Rekomendasi dan Review Game Berat Untuk Pc

Rekomendasi dan Review Game Berat Untuk Pc

Pada postingan kali ini, situs Qiu Qiu sebagai salah satu Situs Taruhan Sabung Ayam Online akan membahas tentang Rekomendasi dan Review Game Berat Untuk Pc yang bisa anda coba dirumah.

Ashes of The Singularity

Ashes of the Singularity adalah permainan video strategi real-time yang dikembangkan oleh Oxide Games dan Stardock Entertainment. Game ini dirilis untuk Microsoft Windows pada 31 Maret 2016.
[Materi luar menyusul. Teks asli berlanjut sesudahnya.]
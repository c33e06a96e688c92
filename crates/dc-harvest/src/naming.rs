//! Canonical bin names.

use std::collections::{BTreeMap, BTreeSet};

use dc_core::{Bin, Error, Model, Result};

/// Default pattern: `htt_et_8_13TeV`.
pub const STANDARD_PATTERN: &str = "$ANALYSIS_$CHANNEL_$BINID_$ERA";

/// Render `pattern` for one bin.
pub fn standard_bin_name(pattern: &str, bin: &Bin) -> String {
    pattern
        .replace("$ANALYSIS", &bin.analysis)
        .replace("$CHANNEL", &bin.channel)
        .replace("$BINID", &bin.bin_id.to_string())
        .replace("$ERA", &bin.era)
}

/// Rename every bin of the model to `pattern`.
///
/// The returned mapping is keyed by `(channel, old name)`. Fails without
/// touching the model if two distinct bins would end up with the same name.
pub fn set_standard_bin_names(
    model: &mut Model,
    pattern: &str,
) -> Result<BTreeMap<(String, String), String>> {
    let mut mapping = BTreeMap::new();
    let mut taken = BTreeSet::new();
    for bin in model.bins() {
        let new = standard_bin_name(pattern, &bin);
        if !taken.insert(new.clone()) {
            return Err(Error::Validation(format!(
                "bin '{}' of channel '{}' would be renamed to '{}', which is already taken",
                bin.name, bin.channel, new
            )));
        }
        mapping.insert((bin.channel, bin.name), new);
    }
    model.rename_bins(|b| {
        mapping.get(&(b.channel.clone(), b.name.clone())).cloned().unwrap_or_else(|| b.name.clone())
    });
    log::debug!("renamed {} bins using '{}'", mapping.len(), pattern);
    Ok(mapping)
}

#[cfg(test)]
mod tests {
    use super::*;

    #[test]
    fn renames_every_entity() {
        let bins = vec![
            Bin::new("htt", "13TeV", "et", 8, "et_nobtag"),
            Bin::new("htt", "13TeV", "et", 11, "et_nobtag_qcd_cr"),
        ];
        let mut m = Model::new();
        m.add_observations(&bins);
        m.add_processes(&bins, &["QCD"], false, &[]);

        let mapping = set_standard_bin_names(&mut m, STANDARD_PATTERN).unwrap();
        assert_eq!(mapping[&("et".to_string(), "et_nobtag".to_string())], "htt_et_8_13TeV");
        assert_eq!(
            m.bin_set().into_iter().collect::<Vec<_>>(),
            vec!["htt_et_11_13TeV".to_string(), "htt_et_8_13TeV".to_string()]
        );
        let cr = m.processes().iter().find(|p| p.bin.bin_id == 11).unwrap();
        assert!(cr.bin.is_control_region());
    }

    #[test]
    fn shared_names_are_renamed_per_channel() {
        let bins = vec![
            Bin::new("htt", "13TeV", "et", 8, "nobtag"),
            Bin::new("htt", "13TeV", "mt", 8, "nobtag"),
        ];
        let mut m = Model::new();
        m.add_observations(&bins);
        m.add_processes(&bins, &["ZTT"], false, &[]);

        set_standard_bin_names(&mut m, STANDARD_PATTERN).unwrap();
        let mut pairs: Vec<(String, String)> =
            m.processes().iter().map(|p| (p.bin.channel.clone(), p.bin.name.clone())).collect();
        pairs.sort();
        assert_eq!(
            pairs,
            vec![
                ("et".to_string(), "htt_et_8_13TeV".to_string()),
                ("mt".to_string(), "htt_mt_8_13TeV".to_string()),
            ]
        );
        assert_eq!(m.bin_set().len(), 2);
    }

    #[test]
    fn collisions_are_rejected() {
        let bins = vec![
            Bin::new("htt", "13TeV", "et", 8, "et_nobtag"),
            Bin::new("htt", "13TeV", "et", 8, "et_nobtag_alt"),
        ];
        let mut m = Model::new();
        m.add_observations(&bins);
        let err = set_standard_bin_names(&mut m, STANDARD_PATTERN).unwrap_err();
        assert!(err.to_string().contains("htt_et_8_13TeV"));
        assert!(m.bin("et_nobtag").is_some());
    }
}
Pada 10 November 2016, Ashes of the Singularity: Eskalasi dirilis. Ini adalah ekspansi mandiri yang menambah permainan dasar dengan lebih banyak unit, peta, dan struktur, serta beberapa tweak antarmuka. Jumlah pemain total juga meningkat dari 8 hingga 16 pemain. Ekspansi itu kemudian digabung ke dalam permainan dasar pada 16 Februari 2017, setelah itu menjadi jelas bahwa permainan terpisah membagi komunitas pemain.

Rekomendasi dan Review Game Berat Untuk Pc

Gameplay

Ashes of the Singularity adalah permainan video strategi real-time.  Perbedaan utamanya adalah kemampuannya untuk menangani ribuan unit individu yang terlibat dalam pertempuran secara bersamaan, jauh lebih besar daripada kebanyakan game sejenis lainnya, di seluruh peta besar dan tanpa abstraksi. Ini dicapai melalui mesin yang baru dikembangkan bernama Nitrous yang dirancang untuk sepenuhnya memanfaatkan prosesor multi-core 64-bit modern, yang tercermin dalam persyaratan sistem yang relatif tinggi (yang mencakup prosesor quad-core). Untuk memungkinkan pemain mengontrol secara efektif sejumlah besar unit, kelompok unit individu dapat digabungkan menjadi “meta-unit” yang beroperasi secara terpadu, di mana strategi yang kompleks dapat dikembangkan.

Pengembangan

Ashes of the Singularity adalah permainan video pertama yang dirilis dengan dukungan DirectX 12. [4] Ini juga merupakan salah satu yang pertama mendukung Vulkan. [5] Versi pengembangan dari game ini dirilis secara komersial melalui Steam Early Access pada 22 Oktober 2015. [2] Versi lengkap dari game ini dirilis Windows pada 31 Maret 2016. Karena dukungan awal DirectX 12 dan penggunaan komputasi paralel yang luas, biasanya digunakan sebagai patokan. Kontroversi meletus ketika GPU Nvidia ditemukan berkinerja buruk dibandingkan dengan rekan AMD mereka pada versi beta awal Ashes, ini disebabkan oleh penggunaan game dari asynchronous compute dan fitur shading yang diimplementasikan dalam perangkat keras pada AMD Graphics Core GPU berikutnya tetapi harus dilakukan dalam perangkat lunak pada GPU Nvidia.